Getting a grip as gold goes ga-ga
Having smashed through the psychological barrier of US$3,000 an ounce last month for the first time in history, the yellow metal is sitting in the middle of a set of macro-economic and geo-political circumstances that are tailor-made for its lustre to shine even brighter.
Central banks are buying record amounts of gold, and investors continue to see it as a hedge against fiat (government-issued) currency inflation and uncertainty. Plus, gold’s traditional role as a safe-haven asset, which holds its value or appreciates in times when political and economic fears cause turmoil in other markets, has come to the fore, especially since the second Donald Trump administration took office in the US.
Like gold’s traditional investor fans, many central banks want an asset that acts as a hedge against both geo-political and economic uncertainty, inflation and soaring US debt, ensuring that their funding reserves maintain their value. Some want to diversify their reserve assets into areas other than the US dollar – gold can be viewed as a currency – because many countries took umbrage at US and other western nations freezing a large proportion of the Bank of Russia’s reserve assets in 2022, as sanction for the invasion of Ukraine. Many non-western countries saw this as unconscionable weaponisation by the USA of the US dollar’s role as a reserve asset.
Since the freezing of assets of the Russian central bank, gold bullion buying by Emerging Markets central banks has increased by about five times, according to Goldman Sachs, with this trend expected to continue over the next three years. Global central banks hold 12.1 per cent of the world’s gold reserves, the highest level since 1990, largely driven by China, India, Türkiye and Poland.
Institutional investors of all kinds, led by hedge funds, are piling-in to ride the momentum.
It is not so much FOMO (Fear of Missing Out) for these investors, it is that, surveying the turbulent markets and economic changes, they think there’s NETGO (Nowhere Else to Go).

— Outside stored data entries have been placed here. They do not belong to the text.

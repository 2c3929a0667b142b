use pcanport_frame::Frame;
use pcanport_native::{bank_admits, AcceptanceRule, FilterMode};

/// The filter rules programmed on a channel, evaluated in software.
///
/// An empty set admits every frame, matching a controller with no filters.
#[derive(Debug, Clone, Default, PartialEq, Eq)]
pub struct AcceptanceSet {
    rules: Vec<AcceptanceRule>,
}

impl AcceptanceSet {
    pub fn new(rules: Vec<AcceptanceRule>) -> Self {
        Self { rules }
    }

    /// Whether the controller would deliver this frame.
    pub fn admits(&self, frame: &Frame) -> bool {
        bank_admits(&self.rules, frame.id, frame.ext)
    }

    pub fn rules(&self) -> &[AcceptanceRule] {
        &self.rules
    }

    pub fn is_empty(&self) -> bool {
        self.rules.is_empty()
    }

    /// Identifier width of the set, if any rule is present.
    pub fn mode(&self) -> Option<FilterMode> {
        self.rules.first().map(AcceptanceRule::mode)
    }
}
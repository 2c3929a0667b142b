//! Two nodes on one bus bouncing frames back and forth.
//!
//! Each node sends a frame filled with its own byte; the other node sends it
//! straight back. When a node sees its own fill byte come back, it grows the
//! payload by one byte. Identifiers follow the J1939 layout (priority, PGN
//! 0xEF00, destination, source) so both ports can filter on the extended
//! range "08000000 1CFFFFFF".
//!
//! Run with:
//!   cargo run -p pcanport --example pingpong --features logging

use std::sync::Arc;

use clap::Parser;
use pcanport::filter::FilterSpec;
use pcanport::frame::{Frame, MAX_PAYLOAD};
use pcanport::logging::{init_logging, LogFormat, LogLevel};
use pcanport::native::{ChannelHandle, VirtualBus};
use pcanport::port::{Port, PortConfig, PortEvent, PortEvents};

const PGN: u32 = 0xEF00;

#[derive(Parser, Debug)]
#[command(name = "pingpong", about = "Bounce frames between two CAN nodes")]
struct Args {
    /// Bus bit rate in bits per second.
    #[arg(long, default_value_t = 250_000)]
    rate: u32,

    /// Times each node runs through payload sizes 1 to 8.
    #[arg(long, default_value_t = 2)]
    rounds: u32,

    #[arg(long, value_name = "FORMAT", default_value = "text")]
    log_format: LogFormat,

    #[arg(long, value_name = "LEVEL", default_value = "warn")]
    log_level: LogLevel,
}

fn j1939_id(priority: u32, dst: u8, src: u8) -> u32 {
    (priority << 26) | ((PGN | u32::from(dst)) << 8) | u32::from(src)
}

fn source(id: u32) -> u8 {
    (id & 0xFF) as u8
}

struct Pinger {
    port: Port<VirtualBus>,
    events: PortEvents,
    address: u8,
    priority: u32,
    fill: u8,
}

impl Pinger {
    fn open(
        bus: &Arc<VirtualBus>,
        channel: ChannelHandle,
        config: PortConfig,
        address: u8,
        priority: u32,
        fill: u8,
    ) -> Result<Self, Box<dyn std::error::Error>> {
        let port = Port::new(Arc::clone(bus), config)?;
        let events = port.take_events().ok_or("event stream already taken")?;
        port.open(channel)?;
        println!("Device {address:02X} ready on {channel}");
        Ok(Self {
            port,
            events,
            address,
            priority,
            fill,
        })
    }

    fn send(&self, dst: u8, payload: Vec<u8>) -> Result<(), Box<dyn std::error::Error>> {
        let id = j1939_id(self.priority, dst, self.address);
        self.port.write(&Frame::extended(id, payload))?;
        Ok(())
    }

    /// Next inbound frame. Delivery on the virtual bus is synchronous, so
    /// anything sent to us is already queued.
    fn next_data(&mut self) -> Result<Frame, Box<dyn std::error::Error>> {
        while let Some(event) = self.events.try_recv() {
            match event {
                PortEvent::Data(frame) => return Ok(frame),
                PortEvent::Status(status) => println!("{:02X} status: {status}", self.address),
                PortEvent::Error(info) => return Err(info.message.into()),
                _ => {}
            }
        }
        Err(format!("{:02X} expected a frame", self.address).into())
    }

    /// Handle one inbound frame: echo it if it came from the peer, report it
    /// if it is our own coming back.
    fn handle(&mut self) -> Result<(), Box<dyn std::error::Error>> {
        let frame = self.next_data()?;
        let from = source(frame.id);
        if frame.payload.first() == Some(&self.fill) {
            println!(
                "{:02X} Received {} byte response from {from:02X}",
                self.address,
                frame.payload.len()
            );
            return Ok(());
        }
        self.send(from, frame.payload.to_vec())
    }
}

fn main() -> Result<(), Box<dyn std::error::Error>> {
    let args = Args::parse();
    init_logging(args.log_format, args.log_level);

    let bus = Arc::new(VirtualBus::new(2));
    let config = PortConfig::default()
        .with_can_rate(args.rate)
        .with_filter(FilterSpec::id("08000000 1CFFFFFF", true));

    let mut device1 = Pinger::open(&bus, ChannelHandle(0x51), config.clone(), 0x80, 4, 0x55)?;
    let mut device2 = Pinger::open(&bus, ChannelHandle(0x52), config, 0x81, 5, 0xAA)?;

    for _ in 0..args.rounds {
        for size in 1..=MAX_PAYLOAD {
            println!("{:02X} sending {size} bytes", device1.address);
            device1.send(device2.address, vec![device1.fill; size])?;
            device2.handle()?;
            device1.handle()?;

            println!("{:02X} sending {size} bytes", device2.address);
            device2.send(device1.address, vec![device2.fill; size])?;
            device1.handle()?;
            device2.handle()?;
        }
    }

    device1.port.close()?;
    device2.port.close()?;
    Ok(())
}
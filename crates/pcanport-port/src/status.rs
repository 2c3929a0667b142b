use std::fmt;

use pcanport_native::{CanDriver, ChannelHandle, StatusCode};
use tracing::{debug, warn};

/// Text reported for the no-error status.
pub const BUS_OK: &str = "Bus OK";

/// Bus status as seen by the port.
#[derive(Debug, Clone, PartialEq, Eq)]
pub struct StatusSnapshot {
    pub code: StatusCode,
    /// `"Bus OK"` for code 0, otherwise the driver's error text. Empty when
    /// the text lookup failed.
    pub text: String,
    pub is_error: bool,
}

impl StatusSnapshot {
    /// Describe a status code, looking up its text through the driver.
    ///
    /// A failed lookup is logged and leaves the text empty.
    pub fn describe<D>(driver: &D, code: StatusCode) -> Self
    where
        D: CanDriver + ?Sized,
    {
        if code.is_ok() {
            return Self {
                code,
                text: BUS_OK.to_string(),
                is_error: false,
            };
        }
        let text = match driver.error_text(code) {
            Ok(text) => text,
            Err(err) => {
                warn!(%code, error = %err, "status text lookup failed");
                String::new()
            }
        };
        Self {
            code,
            text,
            is_error: true,
        }
    }
}

impl fmt::Display for StatusSnapshot {
    fn fmt(&self, f: &mut fmt::Formatter<'_>) -> fmt::Result {
        if self.text.is_empty() {
            write!(f, "{}", self.code)
        } else {
            write!(f, "{}", self.text)
        }
    }
}

/// Tracks bus status and reports only changes.
///
/// The first observation always counts as a change.
#[derive(Debug, Default)]
pub struct StatusMonitor {
    current: Option<StatusSnapshot>,
}

impl StatusMonitor {
    pub fn new() -> Self {
        Self::default()
    }

    /// Query the channel's status; returns a snapshot if it changed.
    pub fn poll<D>(&mut self, driver: &D, channel: ChannelHandle) -> Option<StatusSnapshot>
    where
        D: CanDriver + ?Sized,
    {
        let code = driver.status(channel);
        self.observe(driver, code)
    }

    /// Record a status code; returns a snapshot if it differs from the last.
    pub fn observe<D>(&mut self, driver: &D, code: StatusCode) -> Option<StatusSnapshot>
    where
        D: CanDriver + ?Sized,
    {
        if self.last_code() == Some(code) {
            return None;
        }
        let snapshot = StatusSnapshot::describe(driver, code);
        debug!(%code, text = %snapshot.text, "bus status changed");
        self.current = Some(snapshot.clone());
        Some(snapshot)
    }

    /// Last observed code, `None` before the first poll.
    pub fn last_code(&self) -> Option<StatusCode> {
        self.current.as_ref().map(|snapshot| snapshot.code)
    }

    pub fn current(&self) -> Option<&StatusSnapshot> {
        self.current.as_ref()
    }
}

Individual investors are getting in on the act, too. While it has always been possible for individual investors to buy, store and hold gold bars and coins as an investment, the advent of exchange-traded products (ETPs) has given investors the simplest exposure possible, in the form of an ASX-listed security. The demand for gold from these ETPs as investors pour funds into them is a big factor in boosting demand for gold, as the ETPs buy it to accommodate the new investment.
This week, gold notches a fresh all-time high, pushing through US$3,059 an ounce. Since the start of 2024, gold has risen by more than two-thirds in price.

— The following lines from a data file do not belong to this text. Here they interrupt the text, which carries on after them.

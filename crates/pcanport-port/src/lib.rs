//! A single PCAN channel as a stream of CAN frames.
//!
//! [`Port`] owns one channel for its open lifetime. Opening initializes the
//! channel, programs the configured filters and arms the driver's receive
//! event. Each event drains the controller's receive queue into
//! [`PortEvent::Data`], then checks the bus status and reports changes as
//! [`PortEvent::Status`].

pub mod config;
pub mod error;
pub mod event;
pub mod port;
pub mod status;

pub use config::{PortConfig, DEFAULT_CAN_RATE};
pub use error::{ConfigError, ErrorInfo, ErrorKind, LifecycleError, PortError, Result};
pub use event::{CloseReason, PortEvent, PortEvents};
pub use port::{Port, PortDescriptor, PortState};
pub use status::{StatusMonitor, StatusSnapshot, BUS_OK};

For something that does not have a fundamental intrinsic value, does not provide any cash flow or yield (in fact, it costs money to hold it), a right to future earnings or a promise of repayment at a later date, gold is doing a damn good job of looking like a very nice asset to have sitting in a portfolio.
And the big investment banks are scrambling to update their price targets.

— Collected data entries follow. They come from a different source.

use std::sync::Arc;

use bytes::Bytes;
use pcanport_filter::FilterSpec;
use pcanport_frame::Frame;
use pcanport_native::{ChannelHandle, DriverCall, StatusCode, VirtualBus};
use pcanport_port::{
    CloseReason, ConfigError, ErrorKind, LifecycleError, Port, PortConfig, PortError, PortEvent,
    PortEvents, PortState,
};

const CH1: ChannelHandle = ChannelHandle::USBBUS1;

fn setup(config: PortConfig) -> (Arc<VirtualBus>, Port<VirtualBus>, PortEvents) {
    let bus = Arc::new(VirtualBus::new(2));
    let port = Port::new(Arc::clone(&bus), config).expect("config should be valid");
    let events = port.take_events().expect("events should be available once");
    (bus, port, events)
}

fn lifecycle_error(err: PortError) -> LifecycleError {
    match err {
        PortError::Lifecycle(err) => err,
        other => panic!("expected lifecycle error, got {other}"),
    }
}

#[test]
fn write_before_open_is_rejected() {
    let (bus, port, mut events) = setup(PortConfig::default());

    let err = port
        .write(&Frame::standard(0x100, Bytes::new()))
        .expect_err("write before open should fail");
    assert_eq!(lifecycle_error(err), LifecycleError::NotOpen);
    assert!(bus.calls().is_empty());

    match events.try_recv() {
        Some(PortEvent::Error(info)) => assert_eq!(info.kind, ErrorKind::Lifecycle),
        other => panic!("expected error event, got {other:?}"),
    }
}

#[test]
fn close_before_open_is_rejected() {
    let (bus, port, _events) = setup(PortConfig::default());
    let err = port.close().expect_err("close before open should fail");
    assert_eq!(lifecycle_error(err), LifecycleError::NotOpen);
    assert!(bus.calls().is_empty());
    assert_eq!(port.state(), PortState::Closed);
}

#[test]
fn write_after_close_is_rejected() {
    let (_bus, port, _events) = setup(PortConfig::default());
    port.open(CH1).expect("open should succeed");
    port.close().expect("close should succeed");

    let err = port
        .write(&Frame::standard(0x100, Bytes::new()))
        .expect_err("write after close should fail");
    assert_eq!(lifecycle_error(err), LifecycleError::NotOpen);

    let err = port.close().expect_err("second close should fail");
    assert_eq!(lifecycle_error(err), LifecycleError::NotOpen);
}

#[test]
fn closed_port_cannot_reopen() {
    let (_bus, port, _events) = setup(PortConfig::default());
    port.open(CH1).expect("open should succeed");
    port.close().expect("close should succeed");

    let err = port.open(CH1).expect_err("reopen should fail");
    assert_eq!(lifecycle_error(err), LifecycleError::Retired);
}

#[test]
fn double_open_is_rejected() {
    let (bus, port, _events) = setup(PortConfig::default());
    port.open(CH1).expect("open should succeed");
    bus.clear_calls();

    let err = port
        .open(ChannelHandle(0x52))
        .expect_err("second open should fail");
    assert_eq!(lifecycle_error(err), LifecycleError::AlreadyOpen);
    assert!(bus.calls().is_empty());
    assert_eq!(port.channel(), Some(CH1));
}

#[test]
fn open_and_close_report_events_and_end_stream() {
    let (bus, port, mut events) = setup(PortConfig::default());
    assert!(!port.is_open());

    port.open(CH1).expect("open should succeed");
    assert!(port.is_open());
    assert!(port.is_connected());
    assert!(bus.has_event(CH1));

    bus.clear_calls();
    port.close().expect("close should succeed");
    assert_eq!(
        bus.calls(),
        vec![
            DriverCall::DisableEvent(CH1),
            DriverCall::Reset(CH1),
            DriverCall::Uninitialize(CH1),
        ]
    );
    assert!(!bus.is_initialized(CH1));
    assert_eq!(port.channel(), None);

    assert_eq!(events.blocking_recv(), Some(PortEvent::Open));
    assert_eq!(
        events.blocking_recv(),
        Some(PortEvent::Close(CloseReason::Requested))
    );
    assert_eq!(events.blocking_recv(), None);
    assert!(events.is_finished());
}

#[test]
fn initialize_failure_faults_without_arming() {
    let (bus, port, mut events) = setup(PortConfig::default());
    bus.fail_next("initialize", StatusCode::HWINUSE);

    let err = port.open(CH1).expect_err("open should fail");
    assert!(matches!(err, PortError::Driver(_)));
    assert_eq!(port.state(), PortState::Faulted);
    assert!(!bus.has_event(CH1));
    assert!(!bus
        .calls()
        .iter()
        .any(|call| matches!(call, DriverCall::EnableEvent(_))));

    let err = port
        .write(&Frame::standard(0x1, Bytes::new()))
        .expect_err("write on faulted port should fail");
    assert_eq!(lifecycle_error(err), LifecycleError::Faulted);

    let err = port.open(CH1).expect_err("open on faulted port should fail");
    assert_eq!(lifecycle_error(err), LifecycleError::Faulted);

    let drained = events.drain();
    assert!(!drained.contains(&PortEvent::Open));
    assert!(matches!(drained[0], PortEvent::Error(ref info) if info.kind == ErrorKind::Hardware));

    bus.clear_calls();
    port.close().expect("close of faulted port should succeed");
    assert!(bus.calls().is_empty());
    assert_eq!(port.state(), PortState::Closed);
}

#[test]
fn filter_programming_failure_releases_channel_on_close() {
    let config = PortConfig::default().with_filter(FilterSpec::id("0 7FF", false));
    let (bus, port, _events) = setup(config);
    bus.fail_next("filter_messages", StatusCode::ILLPARAMVAL);

    let err = port.open(CH1).expect_err("open should fail");
    assert!(matches!(err, PortError::Driver(_)));
    assert_eq!(port.state(), PortState::Faulted);
    assert!(bus.is_initialized(CH1));

    port.close().expect("close should succeed");
    assert!(!bus.is_initialized(CH1));
}

#[test]
fn invalid_config_is_rejected_at_construction() {
    let bus = Arc::new(VirtualBus::new(1));

    let mixed = PortConfig::default()
        .with_filter(FilterSpec::id("0 7FF", false))
        .with_filter(FilterSpec::id("0 1FFFFFFF", true));
    let err = Port::new(Arc::clone(&bus), mixed).expect_err("mixed filters should fail");
    assert!(matches!(err, PortError::Config(ConfigError::Filter(_))));
    assert_eq!(err.kind(), ErrorKind::Configuration);

    let rate = PortConfig::default().with_can_rate(42);
    let err = Port::new(Arc::clone(&bus), rate).expect_err("bad rate should fail");
    assert!(matches!(
        err,
        PortError::Config(ConfigError::UnsupportedRate(42))
    ));

    assert!(bus.calls().is_empty());
}

#[test]
fn set_config_only_before_open() {
    let (_bus, mut port, _events) = setup(PortConfig::default());
    port.set_config(PortConfig::default().with_loopback(true))
        .expect("set_config before open should succeed");
    assert!(port.config().loopback);

    port.open(CH1).expect("open should succeed");
    let err = port
        .set_config(PortConfig::default())
        .expect_err("set_config while open should fail");
    assert_eq!(lifecycle_error(err), LifecycleError::AlreadyOpen);
}

#[test]
fn teardown_failure_still_closes() {
    let (bus, port, mut events) = setup(PortConfig::default());
    port.open(CH1).expect("open should succeed");
    bus.fail_next("reset", StatusCode::ILLOPERATION);

    let err = port.close().expect_err("close should report reset failure");
    assert!(matches!(err, PortError::Driver(_)));
    assert_eq!(port.state(), PortState::Closed);
    assert!(!bus.is_initialized(CH1));
    assert!(events
        .drain()
        .contains(&PortEvent::Close(CloseReason::Requested)));
}

#[test]
fn dropping_open_port_releases_channel() {
    let (bus, port, mut events) = setup(PortConfig::default());
    port.open(CH1).expect("open should succeed");
    drop(port);

    assert!(!bus.is_initialized(CH1));
    assert!(!bus.has_event(CH1));
    let drained = events.drain();
    assert_eq!(
        drained.last(),
        Some(&PortEvent::Close(CloseReason::Dropped))
    );
    assert!(events.is_finished());
}

#[test]
fn list_reports_channel_paths() {
    let (_bus, port, _events) = setup(PortConfig::default());
    let ports = port.list().expect("list should succeed");
    let paths: Vec<ChannelHandle> = ports.iter().map(|p| p.path).collect();
    assert_eq!(paths, vec![ChannelHandle(0x51), ChannelHandle(0x52)]);
    assert_eq!(ports[0].info.channel_handle, ports[0].path);
    assert_eq!(ports[0].info.device_type, 5);
}

#[test]
fn status_requires_open_port() {
    let (bus, port, _events) = setup(PortConfig::default());
    let err = port.status().expect_err("status before open should fail");
    assert_eq!(lifecycle_error(err), LifecycleError::NotOpen);

    port.open(CH1).expect("open should succeed");
    let snapshot = port.status().expect("status should succeed");
    assert_eq!(snapshot.code, StatusCode::OK);
    assert_eq!(snapshot.text, "Bus OK");

    bus.set_status(CH1, StatusCode::BUSOFF);
    let snapshot = port.status().expect("status should succeed");
    assert!(snapshot.is_error);
}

Citi and UBS both just lifted their short-term gold price forecasts from US$3,000 an ounce to US$3,200 an ounce. Bank of America sees gold at US$3,500 an ounce: “We believe gold could rally to $3,500/oz if investment demand increases by 10 per cent, so we make this our new price forecast,” says the bank.
And Goldman Sachs makes that look miserly, saying: “We raise our end-2025 forecast to US$3,300 an ounce (versus an earlier forecast of US$3,100) and our forecast range to US$3,250–US3,520 an ounce. In extreme tail scenarios gold could plausibly trade above US$4,200 an ounce by end-2025 and exceed US$4,500 an ounce within the next 12 months.”
It is important to stress that Goldman Sachs is not expecting gold to trade above US$4,500 an ounce within the next 12 months – which would represent a gain of 46.4 per cent from the price at time of writing – because this is the investment bank’s extreme right-tail (that is, upside) price risk. But it is a staggering number to enter the conversation, nonetheless.
It is a febrile environment for gold, and advisers who have always tended to talk it down – or have refrained from having an opinion on the wisdom of its role as a portfolio holding – need a new strategy.